Judul: Kerutan dalam Waktu
Pengarang:  Madeleine L'Engle,
Penerjemah: Maria Masniari Lubis
Tebal: 267 hlm
Cetakan: September, 2010
Penerbit: Atria

9298840

Ilmu pengetahuan adalah salah satu ide terbaik untuk menulis fiksi. Sama halnya, karya fiksi juga menjadi salah satu sarana transfer ilmu pengetahuan yang efektif.  Ada banyak sekali karya fiksi yang digunakan untuk memudahkan pembaca memahami teori-teori dan rumus-rumus ilmu pengetahuan yang dirasa berat. Memang, sifat  fiksi yang fleksibel memungkinkan teori dan rumus tersebut disampaikan secara lebih luwes lewat cerita. Pemahaman tentang anatomi tubuh misalnya, bisa dipelajari dengan lebih “menyenangkan” dalam novel-novel thriller pembunuhan. Atau, tentang teori relativitas ruang dan waktu karya Einstein yang berat itu, ternyata sedikit banyak bisa diterangkan lewat novel anak-anak yang sebenarnya lumayan berat bobotnya ini.

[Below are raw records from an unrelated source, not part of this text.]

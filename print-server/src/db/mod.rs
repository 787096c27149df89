//! Database Module
//!
//! Handles the SQLite connection pool and migrations

pub mod store;

use crate::error::BoxError;
use sqlx::SqlitePool;
use sqlx::sqlite::{SqliteConnectOptions, SqliteJournalMode, SqlitePoolOptions, SqliteSynchronous};
use std::str::FromStr;

/// Database service — owns a SQLite connection pool
#[derive(Clone)]
pub struct DbService {
    pub pool: SqlitePool,
}

impl DbService {
    /// Create a new database service with WAL mode and foreign keys on
    pub async fn new(db_path: &str) -> Result<Self, BoxError> {
        if let Some(parent) = std::path::Path::new(db_path).parent()
            && !parent.as_os_str().is_empty()
        {
            std::fs::create_dir_all(parent)
                .map_err(|e| format!("Failed to create database directory: {e}"))?;
        }

        let options = SqliteConnectOptions::from_str(&format!("sqlite:{db_path}"))
            .map_err(|e| format!("Invalid database path: {e}"))?
            .create_if_missing(true)
            .journal_mode(SqliteJournalMode::Wal)
            .synchronous(SqliteSynchronous::Normal)
            .foreign_keys(true);

        let pool = SqlitePoolOptions::new()
            .max_connections(5)
            .connect_with(options)
            .await
            .map_err(|e| format!("Failed to open database: {e}"))?;

        // busy_timeout: wait 5s on write contention instead of failing fast
        sqlx::query("PRAGMA busy_timeout = 5000;")
            .execute(&pool)
            .await
            .map_err(|e| format!("Failed to set busy_timeout: {e}"))?;

        tracing::info!("Database connection established (SQLite WAL, busy_timeout=5000ms)");

        sqlx::migrate!("./migrations")
            .run(&pool)
            .await
            .map_err(|e| format!("Failed to apply migrations: {e}"))?;
        tracing::info!("Database migrations applied");

        Ok(Self { pool })
    }
}
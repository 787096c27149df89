//! Application state

use std::sync::Arc;

use sqlx::SqlitePool;

use crate::config::Config;
use crate::db::DbService;
use crate::error::BoxError;
use crate::services::{
    CatalogService, LogMailer, Mailer, NotificationService, NotifyWorker, OrderService,
    PaymentGateway, SandboxGateway,
};

/// Shared application state
#[derive(Clone)]
pub struct AppState {
    /// SQLite connection pool
    pub pool: SqlitePool,
    /// Mail delivery collaborator
    pub mailer: Arc<dyn Mailer>,
    /// Payment gateway collaborator
    pub gateway: Arc<dyn PaymentGateway>,
    /// Delay before deferred order confirmations fire (ms)
    pub confirmation_delay_ms: i64,
}

impl AppState {
    /// Initialize state with the default collaborators (log mailer,
    /// sandbox gateway).
    pub async fn new(config: &Config) -> Result<Self, BoxError> {
        let db = DbService::new(&config.database_path).await?;
        Ok(Self::with_collaborators(
            db.pool,
            Arc::new(LogMailer::new(config.mail_from.clone())),
            Arc::new(SandboxGateway),
            config.confirmation_delay_ms,
        ))
    }

    /// Assemble state from explicit collaborators (used by tests and by
    /// boundaries that bring their own transports).
    pub fn with_collaborators(
        pool: SqlitePool,
        mailer: Arc<dyn Mailer>,
        gateway: Arc<dyn PaymentGateway>,
        confirmation_delay_ms: i64,
    ) -> Self {
        Self {
            pool,
            mailer,
            gateway,
            confirmation_delay_ms,
        }
    }

    pub fn catalog(&self) -> CatalogService {
        CatalogService::new(self.pool.clone())
    }

    pub fn orders(&self) -> OrderService {
        OrderService::new(
            self.pool.clone(),
            self.mailer.clone(),
            self.gateway.clone(),
            self.confirmation_delay_ms,
        )
    }

    pub fn notifications(&self) -> NotificationService {
        NotificationService::new(self.pool.clone())
    }

    pub fn notify_worker(&self) -> NotifyWorker {
        NotifyWorker::new(self.pool.clone(), self.mailer.clone())
    }
}
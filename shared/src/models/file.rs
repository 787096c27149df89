//! File Model
//!
//! Metadata only — the bytes live with the file-storage collaborator, the
//! core keeps the opaque handle it hands back.

use serde::{Deserialize, Serialize};

/// Uploaded file record, owned by exactly one order
#[derive(Debug, Clone, Serialize, Deserialize)]
#[cfg_attr(feature = "db", derive(sqlx::FromRow))]
pub struct PrintFile {
    pub id: Option<i64>,
    pub order_id: i64,
    pub file_name: String,
    /// Opaque storage handle
    pub handle: String,
    /// Declared format label (e.g. "pdf")
    pub format: String,
    pub size_kb: f64,
    pub resolution_dpi: i64,
    pub color_profile: String,
    pub created_at: i64,
}

/// File payload attached to a new order
#[derive(Debug, Clone, Serialize, Deserialize)]
pub struct FileInput {
    pub file_name: String,
    pub handle: String,
    pub format: String,
    pub size_kb: f64,
    pub resolution_dpi: i64,
    pub color_profile: String,
}
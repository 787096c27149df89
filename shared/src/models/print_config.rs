//! Print Configuration Model
//!
//! The priceable description of one print job. Created once at order
//! submission and immutable afterwards — a correction means a new order.

use serde::{Deserialize, Serialize};

/// Format class: small sheet formats vs. large-format (banner/poster) jobs
#[derive(Debug, Clone, Copy, PartialEq, Eq, Serialize, Deserialize)]
#[serde(rename_all = "lowercase")]
#[cfg_attr(feature = "db", derive(sqlx::Type))]
#[cfg_attr(feature = "db", sqlx(rename_all = "lowercase"))]
pub enum FormatClass {
    /// Small format (A-series sheets)
    Petit,
    /// Large format, physical dimensions required
    Grand,
}

/// Small-format sheet size
#[derive(Debug, Clone, Copy, PartialEq, Eq, Serialize, Deserialize)]
#[cfg_attr(feature = "db", derive(sqlx::Type))]
pub enum SmallFormat {
    A5,
    A4,
    A3,
    #[serde(rename = "custom")]
    #[cfg_attr(feature = "db", sqlx(rename = "custom"))]
    Custom,
}

/// Paper stock
#[derive(Debug, Clone, Copy, PartialEq, Eq, Serialize, Deserialize)]
#[serde(rename_all = "lowercase")]
#[cfg_attr(feature = "db", derive(sqlx::Type))]
#[cfg_attr(feature = "db", sqlx(rename_all = "lowercase"))]
pub enum PaperType {
    Glace,
    Mat,
}

/// Surface finish
#[derive(Debug, Clone, Copy, PartialEq, Eq, Serialize, Deserialize)]
#[serde(rename_all = "lowercase")]
#[cfg_attr(feature = "db", derive(sqlx::Type))]
#[cfg_attr(feature = "db", sqlx(rename_all = "lowercase"))]
pub enum Finish {
    Brillant,
    Mate,
    Standard,
}

/// Single- or double-sided printing
#[derive(Debug, Clone, Copy, PartialEq, Eq, Serialize, Deserialize)]
#[serde(rename_all = "snake_case")]
#[cfg_attr(feature = "db", derive(sqlx::Type))]
#[cfg_attr(feature = "db", sqlx(rename_all = "snake_case"))]
pub enum DuplexMode {
    Recto,
    RectoVerso,
}

/// Binding type for bound documents
#[derive(Debug, Clone, Copy, PartialEq, Eq, Serialize, Deserialize)]
#[serde(rename_all = "snake_case")]
#[cfg_attr(feature = "db", derive(sqlx::Type))]
#[cfg_attr(feature = "db", sqlx(rename_all = "snake_case"))]
pub enum BindingType {
    Spirale,
    Agrafe,
    DosCarreColle,
}

/// Cover paper stock for books
#[derive(Debug, Clone, Copy, PartialEq, Eq, Serialize, Deserialize)]
#[serde(rename_all = "lowercase")]
#[cfg_attr(feature = "db", derive(sqlx::Type))]
#[cfg_attr(feature = "db", sqlx(rename_all = "lowercase"))]
pub enum CoverPaper {
    Simple,
    Rigide,
}

/// Print configuration entity
#[derive(Debug, Clone, Serialize, Deserialize)]
#[cfg_attr(feature = "db", derive(sqlx::FromRow))]
pub struct PrintConfiguration {
    pub id: Option<i64>,
    pub format_class: FormatClass,
    pub small_format: Option<SmallFormat>,
    /// Physical width in cm (large format only, <= 160)
    pub width_cm: Option<f64>,
    /// Physical height in cm (large format only, <= 100)
    pub height_cm: Option<f64>,
    pub paper_type: Option<PaperType>,
    pub finish: Option<Finish>,
    pub duplex: Option<DuplexMode>,
    pub binding: Option<BindingType>,
    pub cover_paper: Option<CoverPaper>,
    pub quantity: i64,
    pub is_book: bool,
    /// Required iff `is_book`
    pub book_pages: Option<i64>,
    /// Free-text options
    pub options: Option<String>,
    /// Catalog product reference, mandatory unless `is_book`
    pub product_id: Option<i64>,
}

/// Print configuration payload as submitted with a new order
#[derive(Debug, Clone, Default, Serialize, Deserialize)]
pub struct PrintConfigurationInput {
    pub format_class: Option<FormatClass>,
    pub small_format: Option<SmallFormat>,
    pub width_cm: Option<f64>,
    pub height_cm: Option<f64>,
    pub paper_type: Option<PaperType>,
    pub finish: Option<Finish>,
    pub duplex: Option<DuplexMode>,
    pub binding: Option<BindingType>,
    pub cover_paper: Option<CoverPaper>,
    pub quantity: i64,
    #[serde(default)]
    pub is_book: bool,
    pub book_pages: Option<i64>,
    pub options: Option<String>,
    pub product_id: Option<i64>,
}

impl PrintConfigurationInput {
    /// Build the entity to persist. Assumes the input has been validated;
    /// a missing format class defaults to small format.
    pub fn into_config(self) -> PrintConfiguration {
        PrintConfiguration {
            id: None,
            format_class: self.format_class.unwrap_or(FormatClass::Petit),
            small_format: self.small_format,
            width_cm: self.width_cm,
            height_cm: self.height_cm,
            paper_type: self.paper_type,
            finish: self.finish,
            duplex: self.duplex,
            binding: self.binding,
            cover_paper: self.cover_paper,
            quantity: self.quantity,
            is_book: self.is_book,
            book_pages: self.book_pages,
            options: self.options,
            product_id: self.product_id,
        }
    }
}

Dalam Kerutan dalam Waktu, konsep perjalanan melintasi waktu dijelaskan melalui petualangan tiga anak cerdas bernama Meg, Charles Wallace, dan Calvin o’ Keefe. Ketiga anak ini dipertemukan dengan tiga wanita nyentrik dengan nama yang tidak kalah nyentrik:  Mrs. Whatis, Mrs Who, dan Mrs Which. Dari luar, ketiganya terlihat seperti nenek-nenek tua biasa. Tetapi, perkenalan lebih lanjut menguak bahwa ketiganya adalah entitas purba yang bisa menekuk ruang dan waktu. Sebentar, bagaimana bisa anak-anak biasa dipertemukan dengan tiga entitas berusia jutaan tahun? Semuanya berawal dari pencarian terhadap ayah Meg. Sudah dua tahun ayah Meg menghilang tanpa kabar. Di kalangan tetangga, beredar kabar tak sedap tentang alasan perginya ayah Meg. Tetapi, ibunya terus meyakinkan Meg bahwa ayahnya sedang dalam proyek ilmiah dengan orang pemerintah. Wanita itu yakin kalau suatu saat suaminya pasti akan kembali. Kedua suami-istri Murry memang pasangan ilmuwan yang mengabdikan diri sepenuhnya pada pengetahuan.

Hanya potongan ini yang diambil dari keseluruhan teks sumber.